Cuando el telescopio espacial James Webb comenzó a enviar sus primeras imágenes en 2022, la comunidad científica esperaba confirmar los modelos cosmológicos existentes con mayor precisión que nunca. Lo que encontraron fue algo mucho más perturbador: galaxias enormes que no deberían existir en el universo temprano, y que están obligando a los astrofísicos a repensar algunas de sus suposiciones más básicas sobre cómo se forma y evoluciona el cosmos.
El hallazgo que nadie esperaba
En los primeros meses de operación, el Webb detectó varias galaxias masivas formadas apenas 300 a 500 millones de años después del Big Bang. El problema es que, según los modelos estándar de formación estelar, el universo no debería haber tenido tiempo de acumular tanta masa tan rápidamente. Una de estas galaxias, catalogada como JWST-ER1g, tiene una masa similar a nuestra propia Vía Láctea, pero existía cuando el universo tenía apenas el 4% de su edad actual.
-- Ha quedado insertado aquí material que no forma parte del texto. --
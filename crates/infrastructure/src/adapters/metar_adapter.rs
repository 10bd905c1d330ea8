//! METAR adapter - Implements ObservationPort using integration_metar

use application::{error::ApplicationError, ports::ObservationPort};
use async_trait::async_trait;
use domain::{ParsedObservation, StationCode};
use integration_metar::{MetarClient, MetarConfig, MetarError, NoaaMetarClient};
use tracing::{debug, instrument};

/// Adapter for the NOAA station bulletins
pub struct MetarAdapter {
    client: Box<dyn MetarClient>,
}

impl std::fmt::Debug for MetarAdapter {
    fn fmt(&self, f: &mut std::fmt::Formatter<'_>) -> std::fmt::Result {
        f.debug_struct("MetarAdapter")
            .field("client", &"MetarClient")
            .finish()
    }
}

impl MetarAdapter {
    /// Create a new adapter with default configuration
    ///
    /// # Errors
    ///
    /// Returns an error if the HTTP client fails to initialize.
    pub fn new() -> Result<Self, ApplicationError> {
        Self::with_config(MetarConfig::default())
    }

    /// Create with custom configuration
    ///
    /// # Errors
    ///
    /// Returns an error if the HTTP client fails to initialize.
    pub fn with_config(config: MetarConfig) -> Result<Self, ApplicationError> {
        let client =
            NoaaMetarClient::new(config).map_err(|e| ApplicationError::Internal(e.to_string()))?;
        Ok(Self::with_client(client))
    }

    /// Wrap an existing client
    #[must_use]
    pub fn with_client(client: impl MetarClient + 'static) -> Self {
        Self {
            client: Box::new(client),
        }
    }

    /// Map integration METAR error to application error
    ///
    /// Transient failures stay retryable; anything else will fail the same
    /// way until the station publishes a new bulletin.
    fn map_error(err: MetarError) -> ApplicationError {
        match err {
            MetarError::StationNotFound(station) => {
                ApplicationError::NotFound(format!("no METAR published for station {station}"))
            },
            e if e.is_transient() => ApplicationError::ExternalService(e.to_string()),
            e => ApplicationError::InvalidResponse(e.to_string()),
        }
    }
}

#[async_trait]
impl ObservationPort for MetarAdapter {
    #[instrument(skip(self), fields(station = %station))]
    async fn fetch_observation(
        &self,
        station: &StationCode,
    ) -> Result<ParsedObservation, ApplicationError> {
        let result = self
            .client
            .fetch_observation(station)
            .await
            .map_err(Self::map_error);

        match &result {
            Ok(observation) => {
                debug!(
                    known_fields = observation.known_fields().count(),
                    "Retrieved METAR observation"
                );
            },
            Err(e) => {
                debug!(error = %e, "Failed to get METAR observation");
            },
        }

        result
    }
}

#[cfg(test)]
mod tests {
    use integration_metar::RawBulletin;

    use super::*;

    const BULLETIN: &str = "2024/01/20 16:51\nKJFK 201651Z 18010KT 10SM FEW050 22/14 A3001";

    struct FixedClient {
        body: Option<&'static str>,
    }

    #[async_trait]
    impl MetarClient for FixedClient {
        async fn fetch_bulletin(&self, station: &StationCode) -> Result<RawBulletin, MetarError> {
            match self.body {
                Some(body) => RawBulletin::parse(body),
                None => Err(MetarError::StationNotFound(station.to_string())),
            }
        }
    }

    fn kjfk() -> StationCode {
        StationCode::new("KJFK").unwrap()
    }

    #[test]
    fn new_creates_adapter() {
        assert!(MetarAdapter::new().is_ok());
    }

    #[test]
    fn debug_impl() {
        let adapter = MetarAdapter::new().unwrap();
        assert!(format!("{adapter:?}").contains("MetarAdapter"));
    }

    #[test]
    fn map_error_not_found() {
        let app_err = MetarAdapter::map_error(MetarError::StationNotFound("ZZZZ".into()));
        assert!(matches!(app_err, ApplicationError::NotFound(ref m) if m.contains("ZZZZ")));
    }

    #[test]
    fn map_error_transient_is_retryable() {
        for err in [
            MetarError::ConnectionFailed("refused".into()),
            MetarError::Timeout(30),
            MetarError::RateLimitExceeded,
            MetarError::ServiceUnavailable("HTTP 503".into()),
        ] {
            let app_err = MetarAdapter::map_error(err);
            assert!(matches!(app_err, ApplicationError::ExternalService(_)));
            assert!(app_err.is_retryable());
        }
    }

    #[test]
    fn map_error_format_is_not_retryable() {
        for err in [
            MetarError::RequestFailed("HTTP 204".into()),
            MetarError::MalformedBulletin("expected 2 lines, got 1".into()),
            MetarError::DecodeFailed("empty report".into()),
        ] {
            let app_err = MetarAdapter::map_error(err);
            assert!(matches!(app_err, ApplicationError::InvalidResponse(_)));
            assert!(!app_err.is_retryable());
        }
    }

    #[tokio::test]
    async fn fetches_through_client() {
        let adapter = MetarAdapter::with_client(FixedClient {
            body: Some(BULLETIN),
        });
        let obs = adapter.fetch_observation(&kjfk()).await.unwrap();
        assert_eq!(obs.station(), Some("KJFK"));
    }

    #[tokio::test]
    async fn maps_client_errors() {
        let adapter = MetarAdapter::with_client(FixedClient { body: None });
        let err = adapter.fetch_observation(&kjfk()).await.unwrap_err();
        assert!(matches!(err, ApplicationError::NotFound(_)));
    }

    #[test]
    fn trait_is_send_sync() {
        fn assert_send_sync<T: Send + Sync>() {}
        assert_send_sync::<MetarAdapter>();
    }
}
//! Logging setup
//!
//! Installs a `tracing` subscriber with an `EnvFilter` and either
//! human-readable or JSON output.

use tracing::info;
use tracing_subscriber::{EnvFilter, layer::SubscriberExt, util::SubscriberInitExt};

use crate::config::TelemetryAppConfig;

/// Error type for telemetry initialization
#[derive(Debug, thiserror::Error)]
pub enum TelemetryError {
    /// The log filter directive is invalid
    #[error("Invalid log filter: {0}")]
    Filter(String),

    /// Failed to initialize tracing subscriber
    #[error("Failed to initialize tracing: {0}")]
    Init(String),
}

/// Build the level filter; `RUST_LOG` wins over the configured filter
///
/// # Errors
///
/// Returns `Filter` if neither source yields a valid directive.
pub fn build_filter(config: &TelemetryAppConfig) -> Result<EnvFilter, TelemetryError> {
    EnvFilter::try_from_default_env()
        .or_else(|_| EnvFilter::try_new(&config.log_filter))
        .map_err(|e| TelemetryError::Filter(e.to_string()))
}

/// Initialize the global subscriber
///
/// # Errors
///
/// Returns an error if the filter is invalid or a subscriber is already
/// installed.
pub fn init_telemetry(config: &TelemetryAppConfig) -> Result<(), TelemetryError> {
    let env_filter = build_filter(config)?;

    if config.json {
        tracing_subscriber::registry()
            .with(env_filter)
            .with(
                tracing_subscriber::fmt::layer()
                    .json()
                    .with_current_span(true)
                    .with_target(true),
            )
            .try_init()
            .map_err(|e| TelemetryError::Init(e.to_string()))?;
    } else {
        tracing_subscriber::registry()
            .with(env_filter)
            .with(
                tracing_subscriber::fmt::layer()
                    .with_target(true)
                    .with_thread_ids(true)
                    .with_line_number(true),
            )
            .try_init()
            .map_err(|e| TelemetryError::Init(e.to_string()))?;
    }

    info!(json = config.json, "Telemetry initialized");
    Ok(())
}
Los astrofísicos se encontraron ante un dilema: o los modelos estaban equivocados, o estas observaciones tenían alguna interpretación alternativa que aún no comprendían.
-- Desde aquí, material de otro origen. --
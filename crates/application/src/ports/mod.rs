//! Port definitions for application layer
//!
//! Ports are interfaces that define how the application interacts with
//! external systems. Adapters in the infrastructure layer implement these ports.

mod config_entry_store;
mod observation_port;

#[cfg(test)]
pub use config_entry_store::MockConfigEntryStore;
pub use config_entry_store::ConfigEntryStore;
#[cfg(test)]
pub use observation_port::MockObservationPort;
pub use observation_port::ObservationPort;
//! Domain layer for METAR sensors
//!
//! Contains the station, observation and sensor model shared by every other
//! crate. This layer has no I/O and defines the ubiquitous language.

pub mod entities;
pub mod errors;
pub mod value_objects;

pub use entities::*;
pub use errors::DomainError;
pub use value_objects::*;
Por qué el Webb puede ver lo que Hubble no podía
El telescopio espacial Hubble, lanzado en 1990, observaba principalmente en luz visible e infrarroja cercana. El problema es que cuando la luz de las galaxias más distantes viaja miles de millones de años hasta nosotros, su longitud de onda se estira (efecto doppler cosmológico) hasta el infrarrojo lejano, fuera del rango del Hubble.
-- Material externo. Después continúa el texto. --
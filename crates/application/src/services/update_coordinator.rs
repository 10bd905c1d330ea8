//! Update coordinator
//!
//! Polls one station on a fixed interval and caches the last successful
//! observation. Sensors read the cache; they never fetch on their own.
//!
//! The cache is swapped atomically, so readers see either the previous or
//! the new observation in full. A failed poll leaves the cache untouched and
//! only flips `last_update_success`.

use std::{
    sync::{
        Arc,
        atomic::{AtomicBool, Ordering},
    },
    time::Duration,
};

use arc_swap::ArcSwapOption;
use chrono::{DateTime, Utc};
use domain::{ParsedObservation, StationCode, UpdateInterval};
use parking_lot::RwLock;
use serde::Serialize;
use tokio::{sync::watch, task::JoinHandle, time::MissedTickBehavior};
use tracing::{debug, error, info, instrument, warn};

use crate::{error::ApplicationError, ports::ObservationPort};

/// Slack added to the fetch timeout when bounding a whole update attempt
pub const REQUEST_TIMEOUT_SLACK: Duration = Duration::from_secs(5);

/// Coordinator timing
#[derive(Debug, Clone, Copy, PartialEq, Eq)]
pub struct CoordinatorConfig {
    /// Time between polls
    pub update_interval: Duration,
    /// Upper bound for one fetch+parse attempt
    pub request_timeout: Duration,
}

impl CoordinatorConfig {
    /// Build from a validated interval and the HTTP client timeout
    #[must_use]
    pub fn new(interval: UpdateInterval, fetch_timeout: Duration) -> Self {
        Self {
            update_interval: interval.as_duration(),
            request_timeout: fetch_timeout + REQUEST_TIMEOUT_SLACK,
        }
    }
}

impl Default for CoordinatorConfig {
    fn default() -> Self {
        Self::new(UpdateInterval::default(), Duration::from_secs(30))
    }
}

/// Counters describing the polling history of one coordinator
#[derive(Debug, Clone, Default, PartialEq, Eq, Serialize)]
pub struct CoordinatorStats {
    pub successful_updates: u64,
    pub failed_updates: u64,
    #[serde(skip_serializing_if = "Option::is_none")]
    pub last_error: Option<String>,
    /// Whether the last failure may clear on a later poll
    #[serde(skip_serializing_if = "Option::is_none")]
    pub last_error_retryable: Option<bool>,
    #[serde(skip_serializing_if = "Option::is_none")]
    pub last_attempt: Option<DateTime<Utc>>,
    #[serde(skip_serializing_if = "Option::is_none")]
    pub last_success: Option<DateTime<Utc>>,
}

/// Polls one station and memoizes the latest observation
pub struct UpdateCoordinator {
    station: StationCode,
    port: Arc<dyn ObservationPort>,
    config: CoordinatorConfig,
    data: ArcSwapOption<ParsedObservation>,
    last_update_success: AtomicBool,
    stats: RwLock<CoordinatorStats>,
    notify: watch::Sender<u64>,
    refresh_lock: tokio::sync::Mutex<()>,
}

impl std::fmt::Debug for UpdateCoordinator {
    fn fmt(&self, f: &mut std::fmt::Formatter<'_>) -> std::fmt::Result {
        f.debug_struct("UpdateCoordinator")
            .field("station", &self.station)
            .field("port", &"<ObservationPort>")
            .field("config", &self.config)
            .field("has_data", &self.data.load().is_some())
            .field("last_update_success", &self.last_update_success())
            .finish_non_exhaustive()
    }
}

impl UpdateCoordinator {
    /// Create a coordinator with an empty cache
    #[must_use]
    pub fn new(
        station: StationCode,
        port: Arc<dyn ObservationPort>,
        config: CoordinatorConfig,
    ) -> Self {
        let (notify, _) = watch::channel(0);
        Self {
            station,
            port,
            config,
            data: ArcSwapOption::empty(),
            last_update_success: AtomicBool::new(false),
            stats: RwLock::new(CoordinatorStats::default()),
            notify,
            refresh_lock: tokio::sync::Mutex::new(()),
        }
    }

    /// Station being polled
    #[must_use]
    pub const fn station(&self) -> &StationCode {
        &self.station
    }

    /// Timing in use
    #[must_use]
    pub const fn config(&self) -> &CoordinatorConfig {
        &self.config
    }

    /// Latest successful observation, if any poll has succeeded
    #[must_use]
    pub fn data(&self) -> Option<Arc<ParsedObservation>> {
        self.data.load_full()
    }

    /// Whether the most recent attempt succeeded
    #[must_use]
    pub fn last_update_success(&self) -> bool {
        self.last_update_success.load(Ordering::Acquire)
    }

    /// Snapshot of the polling counters
    #[must_use]
    pub fn stats(&self) -> CoordinatorStats {
        self.stats.read().clone()
    }

    /// Receive a new version number after every update attempt
    #[must_use]
    pub fn subscribe(&self) -> watch::Receiver<u64> {
        self.notify.subscribe()
    }

    /// Fetch and decode now, replacing the cache on success
    ///
    /// Concurrent calls are serialized. Subscribers are notified whatever
    /// the outcome.
    ///
    /// # Errors
    ///
    /// Returns `UpdateFailed` if the fetch fails, times out or the report
    /// cannot be decoded. The cached observation is kept.
    #[instrument(skip(self), fields(station = %self.station))]
    pub async fn refresh(&self) -> Result<Arc<ParsedObservation>, ApplicationError> {
        let _guard = self.refresh_lock.lock().await;
        let attempted_at = Utc::now();

        let fetched = tokio::time::timeout(
            self.config.request_timeout,
            self.port.fetch_observation(&self.station),
        )
        .await;

        let outcome = match fetched {
            Ok(Ok(observation)) => {
                let observation = Arc::new(observation);
                self.data.store(Some(Arc::clone(&observation)));
                self.record_success(attempted_at);
                debug!(
                    last_update = ?observation.last_update(),
                    "Observation updated"
                );
                Ok(observation)
            },
            Ok(Err(e)) => {
                Err(self.record_failure(attempted_at, &e.to_string(), e.is_retryable()))
            },
            Err(_) => Err(self.record_failure(
                attempted_at,
                &format!(
                    "timed out after {}s",
                    self.config.request_timeout.as_secs()
                ),
                true,
            )),
        };

        self.notify.send_modify(|version| *version = version.wrapping_add(1));
        outcome
    }

    /// Initial refresh performed while setting up an entry
    ///
    /// # Errors
    ///
    /// Same as [`refresh`](Self::refresh); callers log and continue.
    pub async fn first_refresh(&self) -> Result<(), ApplicationError> {
        info!(station = %self.station, "Performing first refresh");
        self.refresh().await.map(|_| ())
    }

    /// Spawn the polling loop
    ///
    /// The first tick is skipped since setup already performed the first
    /// refresh. Abort the returned handle to stop polling.
    pub fn spawn_polling(self: &Arc<Self>) -> JoinHandle<()> {
        let coordinator = Arc::clone(self);
        let interval = self.config.update_interval;

        info!(
            station = %self.station,
            interval_secs = interval.as_secs(),
            "Starting METAR polling task"
        );

        tokio::spawn(async move {
            let mut ticker = tokio::time::interval(interval);
            ticker.set_missed_tick_behavior(MissedTickBehavior::Delay);
            ticker.tick().await;

            loop {
                ticker.tick().await;
                // Failures are recorded and logged by refresh; the next tick retries
                let _ = coordinator.refresh().await;
            }
        })
    }

    fn record_success(&self, at: DateTime<Utc>) {
        self.last_update_success.store(true, Ordering::Release);
        let mut stats = self.stats.write();
        stats.successful_updates += 1;
        stats.last_attempt = Some(at);
        stats.last_success = Some(at);
        stats.last_error = None;
        stats.last_error_retryable = None;
    }

    fn record_failure(
        &self,
        at: DateTime<Utc>,
        reason: &str,
        retryable: bool,
    ) -> ApplicationError {
        self.last_update_success.store(false, Ordering::Release);
        {
            let mut stats = self.stats.write();
            stats.failed_updates += 1;
            stats.last_attempt = Some(at);
            stats.last_error = Some(reason.to_string());
            stats.last_error_retryable = Some(retryable);
        }
        let has_cached_data = self.data.load().is_some();
        if retryable {
            warn!(station = %self.station, error = %reason, has_cached_data, "METAR update failed");
        } else {
            error!(
                station = %self.station,
                error = %reason,
                has_cached_data,
                "METAR update failed until the station publishes a new report"
            );
        }
        ApplicationError::UpdateFailed(format!("{}: {reason}", self.station))
    }
}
El Webb está diseñado específicamente para detectar infrarrojo medio y lejano, con un espejo primario de 6,5 metros de diámetro (frente a los 2,4 metros del Hubble) y una sensibilidad sin precedentes. Esto le permite ver galaxias formadas en el universo muy temprano que eran literalmente invisibles para cualquier telescopio anterior.
Lo que dicen los datos y lo que significan
El estudio más exhaustivo publicado hasta la fecha sobre estas «galaxias imposibles» fue liderado por investigadores de la Universidad de Edimburgo y publicado en Nature en 2023. El equipo identificó seis galaxias candidatas cuya masa combinada supera en un factor de 100 lo que predecían los modelos para ese período del universo.
Las interpretaciones van desde errores en las mediciones de masa (que podrían estar sobreestimadas) hasta la posibilidad de que la formación estelar en el universo temprano fuera mucho más eficiente de lo que suponemos, pasando por teorías más especulativas sobre la materia oscura que sugieren un comportamiento diferente al estándar.
Implicaciones para la cosmología estándar
El modelo cosmológico estándar, conocido como ΛCDM (Lambda Cold Dark Matter), ha sido enormemente exitoso en explicar la estructura a gran escala del universo: la distribución de galaxias, el fondo cósmico de microondas, la expansión acelerada. Pero si las galaxias masivas del Webb resultan ser tan antiguas y masivas como indican los datos, algo en ese modelo necesita revisión.
Algunos cosmólogos sugieren que quizás las primeras estrellas (las llamadas estrellas de Población III, aún no observadas directamente) eran mucho más masivas y brillantes de lo supuesto, permitiendo una acumulación de masa más rápida de lo predicho. Otros apuntan a posibles ajustes en los modelos de materia oscura que afectarían a cómo se agrupa la materia en el universo temprano.
El Webb apenas ha empezado
El telescopio tiene una vida operativa estimada de entre 10 y 20 años, y lleva apenas dos en funcionamiento pleno. Los astrónomos han descrito sus observaciones actuales como equivalentes a los primeros capítulos de un libro cuyo final aún no se conoce. Cada nuevo campo profundo que el Webb captura añade más galaxias inesperadas, más datos que tensionan los modelos y más preguntas sin respuesta.
Lo que está claro es que el universo es más complejo, y quizás más interesante, de lo que cualquier modelo teórico había anticipado. Y que el James Webb Space Telescope ha convertido una de las preguntas más antiguas de la humanidad —¿cómo empezó todo?— en una investigación activa llena de sorpresas.